Submitted photo Youngstown artist Autumn Joi Ellis is shown in her studio.
Painting is simply one more form of expression for Autumn Joi Ellis.
A writer and poet, Ellis only started painting about seven years ago, but the 1998 Wilson High School graduate and self-taught artist will have a solo exhibition opening Sunday at the Butler Institute of American Art.
She was selected for the opportunity after receiving honorable mention recognition in last year’s National Midyear Exhibition. The Butler changed the Midyear to an every-other-year event, and it will showcase one of the artists from the last exhibition in the alternating years.
Ellis described her reaction when she was told she’d been selected as a combination of disbelief, excitement and anxiety, and it was an opportunity she couldn’t have imagined a decade ago.
“I’ve always known how to draw. It’s an innate talent,” she said. “I had a junior high teacher who told me I was talented, but I did not pursue it as a career, because a lot of artists will tell you, people don’t really take art seriously as a career. I didn’t know it was even a possibility.”
Instead, she studied English and professional writing at Youngstown State University, and the only art classes she took while she was there were art history courses taught by Al Bright.
The Youngstown native didn’t grow up going to the Butler, but she often visited the museum as an adult.
“I always wanted to paint,” she said. “I didn’t start it with the intention of becoming a full-time artist or having it as a career. I just wanted to do it. Then, I guess, I realized I really loved it and I was good at it, so I kept going.”
People are the primary subjects of her work, rendered primarily with oils on large canvases.
“I am primarily a portrait artist because I’m a writer,” Ellis said. “I was taught for writing, so stories and people have an interest to me. Portraits are very similar to storytelling. So it really comes down to the people, comes down to the subject, comes down to that interaction between the person and the person observing the canvas.”
The most important observers to Ellis on Sunday will be the paintings’ subjects, many of whom haven’t seen the completed works in person.
“That’ll be their opportunity to see themselves on canvas. So I am excited for that, because I know the people that I did paint probably never thought they would be a portrait, let alone one in the Butler.”
Like her subjects, Ellis didn’t expect her work would be seen in a museum.

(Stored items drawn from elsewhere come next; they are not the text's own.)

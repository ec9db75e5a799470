//! Test utilities for surface-dispatch surfaces
//!
//! - [`TestHarness`]: a store plus an action channel, recording every
//!   change notification
//! - Assertion macros for verifying emitted actions
//! - Paused-clock helpers (feature `testing-time`) for polling tests
//!
//! # Example
//!
//! ```ignore
//! use surface_dispatch::testing::TestHarness;
//! use surface_dispatch::{assert_emitted, merge};
//!
//! let mut harness = TestHarness::<PanelTree, Action>::default();
//!
//! harness.store.set_state(merge(WalletStatePatch {
//!     is_wallet_locked: Some(true),
//!     ..Default::default()
//! }));
//! assert_eq!(harness.notifications(), vec![PanelSlices::WALLET]);
//!
//! // Hand the sender to the code under test, then check what it emitted
//! let actions = harness.drain_emitted();
//! assert_emitted!(actions, Action::BalanceRefresh);
//! ```

use std::cell::RefCell;
use std::rc::Rc;

use tokio::sync::mpsc;

use crate::slice::StateTree;
use crate::store::{ListenerHandle, Store};
use crate::Action;

/// Store plus action channel for unit tests.
pub struct TestHarness<S: StateTree, A: Action> {
    /// The store under test
    pub store: Store<S>,
    tx: mpsc::UnboundedSender<A>,
    rx: mpsc::UnboundedReceiver<A>,
    notifications: Rc<RefCell<Vec<S::Changes>>>,
    recorder: Option<ListenerHandle>,
}

impl<S: StateTree, A: Action> TestHarness<S, A> {
    pub fn new(state: S) -> Self {
        let (tx, rx) = mpsc::unbounded_channel();
        let store = Store::new(state);
        let notifications: Rc<RefCell<Vec<S::Changes>>> = Rc::default();
        let recorded = Rc::clone(&notifications);
        let recorder = store.add_listener(move |change| recorded.borrow_mut().push(change.changed));
        Self {
            store,
            tx,
            rx,
            notifications,
            recorder: Some(recorder),
        }
    }

    /// Current snapshot.
    pub fn state(&self) -> Rc<S> {
        self.store.state()
    }

    /// Get a clone of the action sender for passing to handlers.
    pub fn sender(&self) -> mpsc::UnboundedSender<A> {
        self.tx.clone()
    }

    /// Emit an action (simulates what a handler would do).
    pub fn emit(&self, action: A) {
        let _ = self.tx.send(action);
    }

    /// Drain all emitted actions from the channel.
    pub fn drain_emitted(&mut self) -> Vec<A> {
        let mut actions = Vec::new();
        while let Ok(action) = self.rx.try_recv() {
            actions.push(action);
        }
        actions
    }

    /// Wait for the next emitted action (e.g. the result of a spawned task).
    pub async fn next_emitted(&mut self) -> Option<A> {
        self.rx.recv().await
    }

    /// Check if any actions were emitted.
    pub fn has_emitted(&mut self) -> bool {
        !self.drain_emitted().is_empty()
    }

    /// Changed-slice masks of every notification so far, oldest first.
    pub fn notifications(&self) -> Vec<S::Changes> {
        self.notifications.borrow().clone()
    }

    /// Stop recording notifications.
    pub fn stop_recording(&mut self) {
        if let Some(recorder) = self.recorder.take() {
            recorder.unsubscribe();
        }
    }
}

impl<S: StateTree, A: Action> Default for TestHarness<S, A> {
    fn default() -> Self {
        Self::new(S::default())
    }
}

/// Pause tokio's clock for deterministic interval tests.
///
/// Requires a current-thread runtime.
#[cfg(feature = "testing-time")]
pub fn pause_time() {
    tokio::time::pause();
}

/// Move the paused clock forward, firing due timers.
#[cfg(feature = "testing-time")]
pub async fn advance_time(duration: std::time::Duration) {
    tokio::time::advance(duration).await;
}

#[cfg(feature = "testing-time")]
pub fn resume_time() {
    tokio::time::resume();
}

/// Assert that a specific action was emitted.
///
/// ```ignore
/// let actions = harness.drain_emitted();
/// assert_emitted!(actions, Action::BalanceDidLoad { .. });
/// ```
#[macro_export]
macro_rules! assert_emitted {
    ($actions:expr, $pattern:pat $(if $guard:expr)?) => {
        assert!(
            $actions.iter().any(|a| matches!(a, $pattern $(if $guard)?)),
            "Expected action matching `{}` to be emitted, but got: {:?}",
            stringify!($pattern),
            $actions
        );
    };
}

/// Assert that a specific action was NOT emitted.
#[macro_export]
macro_rules! assert_not_emitted {
    ($actions:expr, $pattern:pat $(if $guard:expr)?) => {
        assert!(
            !$actions.iter().any(|a| matches!(a, $pattern $(if $guard)?)),
            "Expected action matching `{}` NOT to be emitted, but it was: {:?}",
            stringify!($pattern),
            $actions
        );
    };
}

/// Find and return the first action matching a pattern.
#[macro_export]
macro_rules! find_emitted {
    ($actions:expr, $pattern:pat $(if $guard:expr)?) => {
        $actions.iter().find(|a| matches!(a, $pattern $(if $guard)?))
    };
}

/// Count how many actions match a pattern.
#[macro_export]
macro_rules! count_emitted {
    ($actions:expr, $pattern:pat $(if $guard:expr)?) => {
        $actions.iter().filter(|a| matches!(a, $pattern $(if $guard)?)).count()
    };
}
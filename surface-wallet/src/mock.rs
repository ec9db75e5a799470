//! In-process wallet backend for tests and the demo
//!
//! [`MockWallet`] keeps wallet data in memory, counts calls per operation,
//! can hold every call until released, and pushes the events a real backend
//! would push after state-changing calls.

use std::collections::HashMap;
use std::sync::{Arc, Mutex, MutexGuard};

use async_trait::async_trait;
use surface_dispatch::{EventSender, RemoteError, RemoteFactory};
use tokio::sync::watch;

use crate::backend::{JsonRpcEvent, KeyringEvent, TxEvent, WalletEvent, WalletService, WALLET_SERVICE};
use crate::types::{AccountInfo, GasEstimation, NftMetadata, TransactionInfo, TxStatus};

#[derive(Debug, Default)]
struct Data {
    accounts: Vec<AccountInfo>,
    balances: HashMap<String, String>,
    transactions: Vec<TransactionInfo>,
    gas: GasEstimation,
    nfts: Vec<NftMetadata>,
    password: String,
    recovery_phrase: String,
    locked: bool,
}

#[derive(Debug)]
struct Inner {
    data: Mutex<Data>,
    calls: Mutex<HashMap<&'static str, usize>>,
    failures: Mutex<HashMap<&'static str, RemoteError>>,
    events: Mutex<Option<EventSender<WalletEvent>>>,
    refuse_bind: Mutex<bool>,
    open: watch::Sender<bool>,
}

fn lock<T>(mutex: &Mutex<T>) -> MutexGuard<'_, T> {
    mutex.lock().unwrap_or_else(|poisoned| poisoned.into_inner())
}

/// Shared handle to an in-memory wallet. Clones share state.
#[derive(Debug, Clone)]
pub struct MockWallet {
    inner: Arc<Inner>,
}

impl Default for MockWallet {
    fn default() -> Self {
        Self::new()
    }
}

impl MockWallet {
    pub fn new() -> Self {
        let (open, _) = watch::channel(true);
        Self {
            inner: Arc::new(Inner {
                data: Mutex::new(Data {
                    password: "password".to_string(),
                    ..Default::default()
                }),
                calls: Mutex::default(),
                failures: Mutex::default(),
                events: Mutex::default(),
                refuse_bind: Mutex::new(false),
                open,
            }),
        }
    }

    /// A wallet with two funded accounts, one pending transaction and gas
    /// estimates.
    pub fn sample() -> Self {
        let wallet = Self::new();
        wallet.set_accounts(vec![
            AccountInfo::new("0x1111", "Account 1"),
            AccountInfo::new("0x2222", "Account 2"),
        ]);
        wallet.set_balance("0x1111", "1500000000000000000");
        wallet.set_balance("0x2222", "420000000000000");
        wallet.add_transaction(TransactionInfo {
            id: "tx-1".into(),
            from_address: "0x1111".into(),
            chain_id: "0x1".into(),
            status: TxStatus::Unapproved,
            group_id: None,
            created_time: 1_700_000_000_000,
            gas_limit: "0x5208".into(),
            gas_price: "0x4a817c800".into(),
        });
        wallet.set_gas_estimation(GasEstimation {
            slow_max_priority_fee_per_gas: Some("1000000000".into()),
            avg_max_priority_fee_per_gas: Some("1500000000".into()),
            fast_max_priority_fee_per_gas: Some("2000000000".into()),
            base_fee_per_gas: Some("30000000000".into()),
        });
        wallet.set_recovery_phrase("abandon ability able about above absent absorb abstract absurd abuse access accident");
        wallet
    }

    pub fn set_accounts(&self, accounts: Vec<AccountInfo>) {
        lock(&self.inner.data).accounts = accounts;
    }

    pub fn set_balance(&self, address: &str, balance: &str) {
        lock(&self.inner.data)
            .balances
            .insert(address.to_string(), balance.to_string());
    }

    pub fn add_transaction(&self, tx: TransactionInfo) {
        lock(&self.inner.data).transactions.push(tx);
    }

    pub fn set_gas_estimation(&self, gas: GasEstimation) {
        lock(&self.inner.data).gas = gas;
    }

    pub fn add_nft(&self, nft: NftMetadata) {
        lock(&self.inner.data).nfts.push(nft);
    }

    pub fn set_recovery_phrase(&self, phrase: &str) {
        lock(&self.inner.data).recovery_phrase = phrase.to_string();
    }

    pub fn is_locked(&self) -> bool {
        lock(&self.inner.data).locked
    }

    pub fn transaction(&self, id: &str) -> Option<TransactionInfo> {
        lock(&self.inner.data)
            .transactions
            .iter()
            .find(|tx| tx.id == id)
            .cloned()
    }

    /// Number of calls made to `operation` so far.
    pub fn calls(&self, operation: &str) -> usize {
        lock(&self.inner.calls).get(operation).copied().unwrap_or(0)
    }

    /// Make every call to `operation` fail with `error`.
    pub fn fail(&self, operation: &'static str, error: RemoteError) {
        lock(&self.inner.failures).insert(operation, error);
    }

    pub fn recover(&self, operation: &str) {
        lock(&self.inner.failures).remove(operation);
    }

    /// Refuse the next binds (the proxy becomes unavailable).
    pub fn refuse_bind(&self, refuse: bool) {
        *lock(&self.inner.refuse_bind) = refuse;
    }

    /// Hold every call (after it is counted) until [`release`](Self::release).
    pub fn hold(&self) {
        self.inner.open.send_replace(false);
    }

    pub fn release(&self) {
        self.inner.open.send_replace(true);
    }

    /// Push an event to the bound surface. Returns `false` if nothing is
    /// bound or the surface stopped observing.
    pub fn push(&self, event: WalletEvent) -> bool {
        match lock(&self.inner.events).as_ref() {
            Some(events) => events.send(event),
            None => false,
        }
    }

    /// Count the call, wait while held, then apply any injected failure.
    async fn enter(&self, operation: &'static str) -> Result<(), RemoteError> {
        *lock(&self.inner.calls).entry(operation).or_default() += 1;

        let mut open = self.inner.open.subscribe();
        // The sender lives in `inner`, so this only ends once released
        let _ = open.wait_for(|open| *open).await;

        match lock(&self.inner.failures).get(operation) {
            Some(error) => Err(error.clone()),
            None => Ok(()),
        }
    }

    fn set_status(&self, id: &str, status: TxStatus) -> Result<TransactionInfo, RemoteError> {
        let mut data = lock(&self.inner.data);
        let tx = data
            .transactions
            .iter_mut()
            .find(|tx| tx.id == id)
            .ok_or_else(|| RemoteError::failed(-32602, format!("unknown transaction {id}")))?;
        tx.status = status;
        Ok(tx.clone())
    }
}

#[async_trait]
impl WalletService for MockWallet {
    async fn get_accounts(&self) -> Result<Vec<AccountInfo>, RemoteError> {
        self.enter("get_accounts").await?;
        Ok(lock(&self.inner.data).accounts.clone())
    }

    async fn get_balance(&self, address: &str, _chain_id: &str) -> Result<String, RemoteError> {
        self.enter("get_balance").await?;
        let data = lock(&self.inner.data);
        Ok(data.balances.get(address).cloned().unwrap_or_else(|| "0".to_string()))
    }

    async fn get_transactions(&self) -> Result<Vec<TransactionInfo>, RemoteError> {
        self.enter("get_transactions").await?;
        Ok(lock(&self.inner.data).transactions.clone())
    }

    async fn get_gas_estimation(&self) -> Result<GasEstimation, RemoteError> {
        self.enter("get_gas_estimation").await?;
        Ok(lock(&self.inner.data).gas.clone())
    }

    async fn set_selected_account(&self, address: &str) -> Result<(), RemoteError> {
        self.enter("set_selected_account").await?;
        self.push(WalletEvent::Keyring(KeyringEvent::SelectedAccountChanged {
            address: address.to_string(),
        }));
        Ok(())
    }

    async fn lock(&self) -> Result<(), RemoteError> {
        self.enter("lock").await?;
        lock(&self.inner.data).locked = true;
        self.push(WalletEvent::Keyring(KeyringEvent::Locked));
        Ok(())
    }

    async fn unlock(&self, password: &str) -> Result<bool, RemoteError> {
        self.enter("unlock").await?;
        let unlocked = {
            let mut data = lock(&self.inner.data);
            if data.password == password {
                data.locked = false;
                true
            } else {
                false
            }
        };
        if unlocked {
            self.push(WalletEvent::Keyring(KeyringEvent::Unlocked));
        }
        Ok(unlocked)
    }

    async fn approve_transaction(&self, id: &str) -> Result<(), RemoteError> {
        self.enter("approve_transaction").await?;
        let tx = self.set_status(id, TxStatus::Submitted)?;
        self.push(WalletEvent::Tx(TxEvent::StatusChanged(tx)));
        Ok(())
    }

    async fn reject_transaction(&self, id: &str) -> Result<(), RemoteError> {
        self.enter("reject_transaction").await?;
        let tx = self.set_status(id, TxStatus::Rejected)?;
        self.push(WalletEvent::Tx(TxEvent::StatusChanged(tx)));
        Ok(())
    }

    async fn speed_up_transaction(&self, id: &str) -> Result<(), RemoteError> {
        self.enter("speed_up_transaction").await?;
        self.transaction(id)
            .map(|_| ())
            .ok_or_else(|| RemoteError::failed(-32602, format!("unknown transaction {id}")))
    }

    async fn notify_backup_complete(&self) -> Result<(), RemoteError> {
        self.enter("notify_backup_complete").await?;
        self.push(WalletEvent::Keyring(KeyringEvent::BackedUp));
        Ok(())
    }

    async fn get_recovery_phrase(&self, password: &str) -> Result<String, RemoteError> {
        self.enter("get_recovery_phrase").await?;
        let data = lock(&self.inner.data);
        if data.password != password {
            return Err(RemoteError::failed(1, "incorrect password"));
        }
        Ok(data.recovery_phrase.clone())
    }

    async fn get_nft_metadata(
        &self,
        contract_address: &str,
        token_id: &str,
    ) -> Result<NftMetadata, RemoteError> {
        self.enter("get_nft_metadata").await?;
        lock(&self.inner.data)
            .nfts
            .iter()
            .find(|nft| nft.contract_address == contract_address && nft.token_id == token_id)
            .cloned()
            .ok_or_else(|| RemoteError::failed(404, "token not found"))
    }
}

/// Binds a [`MockWallet`] as the wallet remote.
#[derive(Debug, Clone)]
pub struct MockWalletFactory {
    wallet: MockWallet,
}

impl MockWalletFactory {
    pub fn new(wallet: MockWallet) -> Self {
        Self { wallet }
    }
}

impl RemoteFactory for MockWalletFactory {
    type Remote = dyn WalletService;
    type Event = WalletEvent;

    fn service(&self) -> &'static str {
        WALLET_SERVICE
    }

    fn bind(&self, events: EventSender<WalletEvent>) -> Result<Arc<dyn WalletService>, RemoteError> {
        if *lock(&self.wallet.inner.refuse_bind) {
            return Err(RemoteError::unavailable(WALLET_SERVICE));
        }
        *lock(&self.wallet.inner.events) = Some(events);
        Ok(Arc::new(self.wallet.clone()))
    }
}

/// Shorthand for pushing a json-rpc balance change.
pub fn balance_changed(address: &str, balance: &str) -> WalletEvent {
    WalletEvent::JsonRpc(JsonRpcEvent::BalanceChanged {
        address: address.to_string(),
        balance: balance.to_string(),
    })
}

But now that she’s prepared her first solo exhibition, she doesn’t want it to be her last.
“It definitely has sparked something where I would love to continue to pursue galleries, openings, things like that. It would be wonderful to have that.”
Ellis said she believes her writing is the more personal of the two art forms, because she put more of herself and her life experiences into her poetry, while her goal with her paintings is to try to capture her subjects. But there is one similarity.
“They both end in the same way, which is creating something that you are very attached to and very proud of and that you love.”
If you go …
WHAT: Autumn Joi Ellis exhibition
WHEN: Sunday through Aug. 24. Hours are 11 a.m. to 4 p.m. Tuesday through Saturday and noon to 4 p.m. Sunday.
WHERE: Butler Institute of American Art, 524 Wick Ave., Youngstown
HOW MUCH: Admission is free. For more information, go to www.butlerart.com or call 330-743-1107.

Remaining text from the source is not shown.